Driejarigen hebben al hersennetwerk om zich te verplaatsen in het denken van een ander

13 maart 2018 door AB
Hoewel kinderen van drie zich nog niet kunnen inbeelden dat anderen de wereld vanuit een andere hoek dan zijzelf bekijken, is het netwerk in het brein al aanwezig.

Kinderen ontwikkelen rond hun vierde of vijfde levensjaar vaardigheden om zich te verplaatsen in het perspectief van een ander. Dit heet ook wel Theory of Mind (TOM). Nu blijkt dat het netwerk in het brein dat toegewijd is aan die vaardigheden al eerder aanwezig is.
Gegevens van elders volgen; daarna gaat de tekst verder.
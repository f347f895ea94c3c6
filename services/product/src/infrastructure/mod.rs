//! 基础设施层

pub mod persistence;
//! 商品实体

use errors::{AppError, AppResult};
use rust_decimal::Decimal;
use serde::{Deserialize, Serialize};

/// 价格列 `DECIMAL(19, 2)` 的小数位数
pub const PRICE_SCALE: u32 = 2;

/// 商品
///
/// `id` 为空表示尚未持久化，由数据库在插入时分配。
#[derive(Debug, Clone, PartialEq, Serialize, Deserialize)]
pub struct Product {
    #[serde(default)]
    pub id: Option<i64>,
    pub name: String,
    #[serde(default)]
    pub description: Option<String>,
    pub price: Decimal,
}

impl Product {
    pub fn new(name: impl Into<String>, price: Decimal) -> Self {
        Self {
            id: None,
            name: name.into(),
            description: None,
            price,
        }
    }

    pub fn with_description(mut self, description: impl Into<String>) -> Self {
        self.description = Some(description.into());
        self
    }

    /// 业务校验：名称不能为空，价格不能为负，且不超过两位小数
    pub fn validate(&self) -> AppResult<()> {
        if self.name.trim().is_empty() {
            return Err(AppError::validation("Product name must not be blank"));
        }
        if self.price < Decimal::ZERO {
            return Err(AppError::validation(format!(
                "Product price must not be negative: {}",
                self.price
            )));
        }
        if self.price.normalize().scale() > PRICE_SCALE {
            return Err(AppError::validation(format!(
                "Product price must have at most {} decimal places: {}",
                PRICE_SCALE, self.price
            )));
        }
        Ok(())
    }
}
//! ports - 抽象 trait 层
//!
//! 定义持久化的抽象接口

mod repository;

pub use repository::*;
//! HTTP API

use std::sync::Arc;

use axum::{Json, Router, extract::State, http::StatusCode, routing::post};
use errors::AppResult;

use crate::application::ProductService;
use crate::domain::Product;

/// 商品路由
pub fn routes(service: Arc<ProductService>) -> Router {
    Router::new()
        .route("/api/v1/products", post(create_product).get(list_products))
        .with_state(service)
}

async fn create_product(
    State(service): State<Arc<ProductService>>,
    Json(product): Json<Product>,
) -> AppResult<(StatusCode, Json<Product>)> {
    let saved = service.save(product).await?;
    Ok((StatusCode::CREATED, Json(saved)))
}

async fn list_products(
    State(service): State<Arc<ProductService>>,
) -> AppResult<Json<Vec<Product>>> {
    Ok(Json(service.find_all().await?))
}
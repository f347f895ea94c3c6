//! Credential strategy selection

use secrecy::{ExposeSecret, Secret};

/// How the secret store client authenticates
#[derive(Debug, Clone)]
pub enum CredentialSource {
    /// Explicit access/secret key pair
    Static {
        access_key: Secret<String>,
        secret_key: Secret<String>,
    },
    /// Default provider chain (environment, profile, instance role)
    Ambient,
}

impl CredentialSource {
    /// Static credentials when both values are present and non-blank, ambient otherwise
    pub fn select(
        access_key: Option<&Secret<String>>,
        secret_key: Option<&Secret<String>>,
    ) -> Self {
        match (non_blank(access_key), non_blank(secret_key)) {
            (Some(access_key), Some(secret_key)) => Self::Static {
                access_key: access_key.clone(),
                secret_key: secret_key.clone(),
            },
            _ => Self::Ambient,
        }
    }

    pub fn is_static(&self) -> bool {
        matches!(self, Self::Static { .. })
    }

    /// Short label for logs
    pub fn kind(&self) -> &'static str {
        match self {
            Self::Static { .. } => "static",
            Self::Ambient => "ambient",
        }
    }
}

fn non_blank(value: Option<&Secret<String>>) -> Option<&Secret<String>> {
    value.filter(|v| !v.expose_secret().trim().is_empty())
}
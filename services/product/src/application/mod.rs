//! 应用服务

mod service;

pub use service::ProductService;
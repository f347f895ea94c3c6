//! product-service - 商品目录服务

use std::sync::Arc;

use bootstrap::run_http;
use tracing::info;

use product_service::api;
use product_service::application::ProductService;
use product_service::infrastructure::persistence::{MySqlProductRepository, PRODUCT_MIGRATIONS};

#[tokio::main]
async fn main() -> Result<(), Box<dyn std::error::Error>> {
    dotenvy::dotenv().ok();

    run_http("config", PRODUCT_MIGRATIONS, |infra| async move {
        info!("Initializing product service...");

        let repository = Arc::new(MySqlProductRepository::new(infra.pool()));
        let service = Arc::new(ProductService::new(repository));

        Ok(api::routes(service))
    })
    .await?;

    Ok(())
}
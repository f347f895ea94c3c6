//! config - 配置加载库
//!
//! 加载顺序：`{dir}/default.toml` → `{dir}/{APP_ENV}.toml` → `PRODUCT_` 前缀的环境变量
//! （嵌套字段使用 `__` 分隔，例如 `PRODUCT_AWS__REGION`）。

use figment::{
    Figment,
    providers::{Env, Format, Toml},
};
use secrecy::Secret;
use serde::Deserialize;
use thiserror::Error;

/// 环境变量前缀
pub const ENV_PREFIX: &str = "PRODUCT_";

/// 默认 AWS 区域与 secret 名称，与解析端共用同一份定义
pub use adapter_secrets::DEFAULT_REGION;
pub use datasource::DEFAULT_SECRET_NAME;

#[derive(Debug, Error)]
pub enum ConfigError {
    #[error("Failed to load config: {0}")]
    Load(#[from] figment::Error),
}

/// AWS 配置
///
/// `access_key` 与 `secret_key` 同时非空时才会使用静态凭据，
/// 否则走默认凭据链（环境变量、实例角色等）。
#[derive(Debug, Clone, Deserialize)]
pub struct AwsConfig {
    #[serde(default = "default_region")]
    pub region: String,
    #[serde(default)]
    pub access_key: Option<Secret<String>>,
    #[serde(default)]
    pub secret_key: Option<Secret<String>>,
    /// 覆盖 Secrets Manager 端点（本地调试用）
    #[serde(default)]
    pub endpoint_url: Option<String>,
}

fn default_region() -> String {
    DEFAULT_REGION.to_string()
}

impl Default for AwsConfig {
    fn default() -> Self {
        Self {
            region: default_region(),
            access_key: None,
            secret_key: None,
            endpoint_url: None,
        }
    }
}

/// 数据库凭据 secret 配置
#[derive(Debug, Clone, Deserialize)]
pub struct SecretConfig {
    #[serde(default = "default_secret_name")]
    pub name: String,
    #[serde(default = "default_secret_timeout")]
    pub timeout_secs: u64,
    #[serde(default = "default_secret_connect_timeout")]
    pub connect_timeout_secs: u64,
}

fn default_secret_name() -> String {
    DEFAULT_SECRET_NAME.to_string()
}

fn default_secret_timeout() -> u64 {
    5
}

fn default_secret_connect_timeout() -> u64 {
    3
}

impl Default for SecretConfig {
    fn default() -> Self {
        Self {
            name: default_secret_name(),
            timeout_secs: default_secret_timeout(),
            connect_timeout_secs: default_secret_connect_timeout(),
        }
    }
}

/// 数据库连接池配置
///
/// 连接地址与凭据不在这里，它们在启动时从 Secrets Manager 解析。
#[derive(Debug, Clone, Deserialize)]
pub struct DatabaseConfig {
    #[serde(default = "default_max_connections")]
    pub max_connections: u32,
    #[serde(default = "default_min_connections")]
    pub min_connections: u32,
    #[serde(default = "default_acquire_timeout")]
    pub acquire_timeout_secs: u64,
    #[serde(default = "default_idle_timeout")]
    pub idle_timeout_secs: u64,
    #[serde(default = "default_true")]
    pub run_migrations: bool,
}

fn default_max_connections() -> u32 {
    10
}

fn default_min_connections() -> u32 {
    1
}

fn default_acquire_timeout() -> u64 {
    30
}

fn default_idle_timeout() -> u64 {
    600
}

fn default_true() -> bool {
    true
}

impl Default for DatabaseConfig {
    fn default() -> Self {
        Self {
            max_connections: default_max_connections(),
            min_connections: default_min_connections(),
            acquire_timeout_secs: default_acquire_timeout(),
            idle_timeout_secs: default_idle_timeout(),
            run_migrations: true,
        }
    }
}

/// 服务器配置
#[derive(Debug, Clone, Deserialize)]
pub struct ServerConfig {
    #[serde(default = "default_host")]
    pub host: String,
    #[serde(default = "default_port")]
    pub port: u16,
}

fn default_host() -> String {
    "0.0.0.0".to_string()
}

fn default_port() -> u16 {
    8080
}

impl Default for ServerConfig {
    fn default() -> Self {
        Self {
            host: default_host(),
            port: default_port(),
        }
    }
}

/// 遥测配置
#[derive(Debug, Clone, Deserialize)]
pub struct TelemetryConfig {
    #[serde(default = "default_log_level")]
    pub log_level: String,
}

fn default_log_level() -> String {
    "info".to_string()
}

impl Default for TelemetryConfig {
    fn default() -> Self {
        Self {
            log_level: default_log_level(),
        }
    }
}

/// 应用配置
#[derive(Debug, Clone, Deserialize)]
pub struct AppConfig {
    #[serde(default = "default_app_name")]
    pub app_name: String,
    #[serde(default = "default_app_env")]
    pub app_env: String,
    #[serde(default)]
    pub aws: AwsConfig,
    #[serde(default)]
    pub secret: SecretConfig,
    #[serde(default)]
    pub database: DatabaseConfig,
    #[serde(default)]
    pub server: ServerConfig,
    #[serde(default)]
    pub telemetry: TelemetryConfig,
}

fn default_app_name() -> String {
    "product-service".to_string()
}

fn default_app_env() -> String {
    "development".to_string()
}

impl AppConfig {
    /// 从配置文件和环境变量加载配置
    pub fn load(config_dir: &str) -> Result<Self, ConfigError> {
        Ok(Self::figment(config_dir).extract()?)
    }

    /// 构建配置源，`load` 与测试共用
    pub fn figment(config_dir: &str) -> Figment {
        let env = std::env::var("APP_ENV").unwrap_or_else(|_| default_app_env());

        Figment::new()
            .merge(Toml::file(format!("{}/default.toml", config_dir)))
            .merge(Toml::file(format!("{}/{}.toml", config_dir, env)))
            .merge(Env::prefixed(ENV_PREFIX).split("__"))
    }

    /// 是否为生产环境
    pub fn is_production(&self) -> bool {
        self.app_env == "production"
    }

    /// 是否为开发环境
    pub fn is_development(&self) -> bool {
        self.app_env == "development"
    }
}
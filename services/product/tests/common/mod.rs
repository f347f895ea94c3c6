//! 测试用内存仓储

use std::collections::BTreeMap;
use std::sync::Arc;
use std::sync::atomic::{AtomicI64, Ordering};

use async_trait::async_trait;
use errors::{AppError, AppResult};
use ports::Repository;
use product_service::application::ProductService;
use product_service::domain::Product;
use tokio::sync::Mutex;

#[derive(Default)]
pub struct InMemoryProductRepository {
    rows: Mutex<BTreeMap<i64, Product>>,
    next_id: AtomicI64,
}

#[async_trait]
impl Repository<Product, i64> for InMemoryProductRepository {
    async fn save(&self, mut product: Product) -> AppResult<Product> {
        let id = match product.id {
            Some(id) => id,
            None => self.next_id.fetch_add(1, Ordering::SeqCst) + 1,
        };
        product.id = Some(id);
        self.rows.lock().await.insert(id, product.clone());
        Ok(product)
    }

    async fn find_by_id(&self, id: &i64) -> AppResult<Option<Product>> {
        Ok(self.rows.lock().await.get(id).cloned())
    }

    async fn find_all(&self) -> AppResult<Vec<Product>> {
        Ok(self.rows.lock().await.values().cloned().collect())
    }

    async fn count(&self) -> AppResult<u64> {
        Ok(self.rows.lock().await.len() as u64)
    }

    async fn exists(&self, id: &i64) -> AppResult<bool> {
        Ok(self.rows.lock().await.contains_key(id))
    }

    async fn delete(&self, id: &i64) -> AppResult<()> {
        self.rows
            .lock()
            .await
            .remove(id)
            .map(|_| ())
            .ok_or_else(|| AppError::not_found(format!("Product {} not found", id)))
    }
}

pub fn service() -> (Arc<ProductService>, Arc<InMemoryProductRepository>) {
    let repository = Arc::new(InMemoryProductRepository::default());
    let service = Arc::new(ProductService::new(repository.clone()));
    (service, repository)
}
//! 商品应用服务

use std::sync::Arc;

use errors::AppResult;
use metrics::counter;
use ports::Repository;
use tracing::{debug, info};

use crate::domain::Product;

/// 商品服务，对仓储的薄封装
pub struct ProductService {
    repository: Arc<dyn Repository<Product, i64>>,
}

impl ProductService {
    pub fn new(repository: Arc<dyn Repository<Product, i64>>) -> Self {
        Self { repository }
    }

    /// 保存商品，返回带有标识的商品
    pub async fn save(&self, product: Product) -> AppResult<Product> {
        product.validate()?;

        let saved = self.repository.save(product).await?;
        counter!("products_saved_total").increment(1);

        info!(id = ?saved.id, name = %saved.name, "Product saved");
        Ok(saved)
    }

    /// 查询全部商品
    pub async fn find_all(&self) -> AppResult<Vec<Product>> {
        let products = self.repository.find_all().await?;
        debug!(count = products.len(), "Products loaded");
        Ok(products)
    }
}
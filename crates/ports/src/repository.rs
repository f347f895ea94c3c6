//! Repository trait 定义

use async_trait::async_trait;
use errors::AppResult;

/// 基础 Repository trait
///
/// 只提供按 ID 与全表访问，不包含自定义查询。
#[async_trait]
pub trait Repository<T, ID>: Send + Sync {
    /// 保存实体，返回带有已分配标识的实体
    async fn save(&self, entity: T) -> AppResult<T>;

    /// 根据 ID 查找
    async fn find_by_id(&self, id: &ID) -> AppResult<Option<T>>;

    /// 查询全部
    async fn find_all(&self) -> AppResult<Vec<T>>;

    /// 统计总数
    async fn count(&self) -> AppResult<u64>;

    /// 检查是否存在
    async fn exists(&self, id: &ID) -> AppResult<bool>;

    /// 删除实体
    async fn delete(&self, id: &ID) -> AppResult<()>;
}
//! adapter-secrets - secret store adapter
//!
//! Provides a small secret store interface with:
//! - AWS Secrets Manager client (static or ambient credentials)
//! - Explicit connect/request timeouts
//! - Scoped client release via [`ClientGuard`]
//! - Automatic error mapping to AppError

pub mod client;
pub mod config;
pub mod credentials;
pub mod error;

pub use client::{
    AwsSecretsManagerClient, AwsSecretsManagerConnector, ClientGuard, SecretStoreClient,
    SecretStoreConnector,
};
pub use config::{DEFAULT_REGION, SecretStoreConfig, SecretStoreConfigBuilder};
pub use credentials::CredentialSource;
pub use error::{SecretStoreError, map_sdk_error};
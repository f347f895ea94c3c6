//! Secret store client abstraction and AWS Secrets Manager implementation

use std::ops::{Deref, DerefMut};

use async_trait::async_trait;
use aws_config::retry::RetryConfig;
use aws_config::{BehaviorVersion, ConfigLoader};
use aws_config::timeout::TimeoutConfig;
use aws_sdk_secretsmanager::Client;
use aws_sdk_secretsmanager::config::{Credentials, Region};
use secrecy::ExposeSecret;
use tracing::{debug, info};

use crate::config::SecretStoreConfig;
use crate::credentials::CredentialSource;
use crate::error::{SecretStoreError, map_sdk_error};

const STATIC_PROVIDER_NAME: &str = "product-service-static";

/// An open connection to a secret store
#[async_trait]
pub trait SecretStoreClient: Send + Sync {
    /// Fetch the string payload of a secret; `None` when the secret carries no string
    async fn get_secret_string(
        &self,
        secret_name: &str,
    ) -> Result<Option<String>, SecretStoreError>;

    /// Release the connection
    fn close(&mut self);
}

/// Opens clients for a region and credential strategy
#[async_trait]
pub trait SecretStoreConnector: Send + Sync {
    type Client: SecretStoreClient;

    async fn connect(
        &self,
        region: &str,
        credentials: &CredentialSource,
        config: &SecretStoreConfig,
    ) -> Result<Self::Client, SecretStoreError>;
}

/// Owns a client and closes it exactly once when dropped
pub struct ClientGuard<C: SecretStoreClient> {
    client: C,
}

impl<C: SecretStoreClient> ClientGuard<C> {
    pub fn new(client: C) -> Self {
        Self { client }
    }
}

impl<C: SecretStoreClient> Deref for ClientGuard<C> {
    type Target = C;

    fn deref(&self) -> &C {
        &self.client
    }
}

impl<C: SecretStoreClient> DerefMut for ClientGuard<C> {
    fn deref_mut(&mut self) -> &mut C {
        &mut self.client
    }
}

impl<C: SecretStoreClient> Drop for ClientGuard<C> {
    fn drop(&mut self) {
        self.client.close();
    }
}

/// Connector for AWS Secrets Manager
#[derive(Debug, Clone, Copy, Default)]
pub struct AwsSecretsManagerConnector;

#[async_trait]
impl SecretStoreConnector for AwsSecretsManagerConnector {
    type Client = AwsSecretsManagerClient;

    async fn connect(
        &self,
        region: &str,
        credentials: &CredentialSource,
        config: &SecretStoreConfig,
    ) -> Result<AwsSecretsManagerClient, SecretStoreError> {
        info!(region, credentials = credentials.kind(), "Opening Secrets Manager client");

        let shared_config = sdk_config_loader(region, credentials, config).load().await;

        Ok(AwsSecretsManagerClient {
            client: Some(Client::new(&shared_config)),
            region: region.to_string(),
        })
    }
}

/// SDK loader for a single resolution
///
/// Retries are disabled: a failed fetch is reported as is and never re-sent.
pub(crate) fn sdk_config_loader(
    region: &str,
    credentials: &CredentialSource,
    config: &SecretStoreConfig,
) -> ConfigLoader {
    let timeouts = TimeoutConfig::builder()
        .connect_timeout(config.connect_timeout())
        .operation_timeout(config.request_timeout())
        .build();

    let mut loader = aws_config::defaults(BehaviorVersion::latest())
        .region(Region::new(region.to_string()))
        .timeout_config(timeouts)
        .retry_config(RetryConfig::disabled());

    if let CredentialSource::Static {
        access_key,
        secret_key,
    } = credentials
    {
        loader = loader.credentials_provider(Credentials::new(
            access_key.expose_secret().clone(),
            secret_key.expose_secret().clone(),
            None,
            None,
            STATIC_PROVIDER_NAME,
        ));
    }

    if let Some(endpoint) = config.endpoint_url.as_deref() {
        debug!(endpoint, "Using Secrets Manager endpoint override");
        loader = loader.endpoint_url(endpoint);
    }

    loader
}

/// AWS Secrets Manager client
pub struct AwsSecretsManagerClient {
    client: Option<Client>,
    region: String,
}

impl AwsSecretsManagerClient {
    pub fn region(&self) -> &str {
        &self.region
    }

    pub fn is_closed(&self) -> bool {
        self.client.is_none()
    }
}

#[async_trait]
impl SecretStoreClient for AwsSecretsManagerClient {
    async fn get_secret_string(
        &self,
        secret_name: &str,
    ) -> Result<Option<String>, SecretStoreError> {
        let client = self
            .client
            .as_ref()
            .ok_or_else(|| SecretStoreError::Other("client already closed".to_string()))?;

        debug!(secret_name, "Reading secret");

        let output = client
            .get_secret_value()
            .secret_id(secret_name)
            .send()
            .await
            .map_err(|e| map_sdk_error(e, &format!("GetSecretValue for {}", secret_name)))?;

        Ok(output.secret_string().map(str::to_owned))
    }

    fn close(&mut self) {
        if self.client.take().is_some() {
            debug!(region = %self.region, "Secrets Manager client released");
        }
    }
}

#[cfg(test)]
mod tests {
    use super::*;
    use std::sync::Arc;
    use std::sync::atomic::{AtomicUsize, Ordering};

    struct CountingClient {
        closes: Arc<AtomicUsize>,
    }

    #[async_trait]
    impl SecretStoreClient for CountingClient {
        async fn get_secret_string(
            &self,
            _secret_name: &str,
        ) -> Result<Option<String>, SecretStoreError> {
            Ok(None)
        }

        fn close(&mut self) {
            self.closes.fetch_add(1, Ordering::SeqCst);
        }
    }

    #[test]
    fn test_guard_closes_once_on_drop() {
        let closes = Arc::new(AtomicUsize::new(0));
        {
            let _guard = ClientGuard::new(CountingClient {
                closes: closes.clone(),
            });
            assert_eq!(closes.load(Ordering::SeqCst), 0);
        }
        assert_eq!(closes.load(Ordering::SeqCst), 1);
    }

    #[tokio::test]
    async fn test_aws_client_close_is_idempotent() {
        let config = SecretStoreConfig::default();
        let mut client = AwsSecretsManagerConnector
            .connect("ap-south-1", &CredentialSource::Ambient, &config)
            .await
            .unwrap();

        assert_eq!(client.region(), "ap-south-1");
        assert!(!client.is_closed());

        client.close();
        client.close();
        assert!(client.is_closed());

        let err = client.get_secret_string("anything").await.unwrap_err();
        assert!(matches!(err, SecretStoreError::Other(_)));
    }

    #[tokio::test]
    async fn test_sdk_config_disables_retries() {
        let config = SecretStoreConfig {
            connect_timeout_secs: 2,
            request_timeout_secs: 4,
            ..Default::default()
        };
        let credentials = CredentialSource::Static {
            access_key: secrecy::Secret::new("AKIAEXAMPLE".to_string()),
            secret_key: secrecy::Secret::new("xyz".to_string()),
        };

        let shared = sdk_config_loader("eu-west-1", &credentials, &config)
            .load()
            .await;

        assert_eq!(shared.retry_config().map(|r| r.max_attempts()), Some(1));
        assert_eq!(
            shared.region().map(ToString::to_string),
            Some("eu-west-1".to_string())
        );

        let timeouts = shared.timeout_config().unwrap();
        assert_eq!(timeouts.connect_timeout(), Some(std::time::Duration::from_secs(2)));
        assert_eq!(timeouts.operation_timeout(), Some(std::time::Duration::from_secs(4)));
    }
}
Dat besluiten onderzoekers van het Massachusetts Institute of Technology.

De Amerikaanse wetenschappers legden 122 kinderen tussen de drie en twaalf jaar onder de hersenscanner. De kinderen bekeken een filmpje met verschillende false-believe taakjes. Uit zo’n taakje blijkt of een kind al dan niet TOM bezit. Een bekend voorbeeld gaat over twee poppen, genaamd Sally en Anna. Anna heeft een knikker en bewaart die in een doosje. Als Sally weggaat verplaatst Anna de knikker naar een mandje. Bij terugkomst van Sally krijgt het kind de vraag waar Sally zal zoeken voor de knikker. In het mandje of in de doos?

Ook gingen 33 volwassenen de scanner in. Een belangrijk hersengebied betrokken bij TOM is de rechter tempo-pariëtale junctie (TPJ) dat een netwerk vormt met onder andere de prefrontale cortex. Dit netwerk activeerde als de volwassen zich moesten verplaatsen in een ander. Ook bij de driejarige bleek dit netwerk te activeren op diezelfde momenten, enkel iets minder sterk.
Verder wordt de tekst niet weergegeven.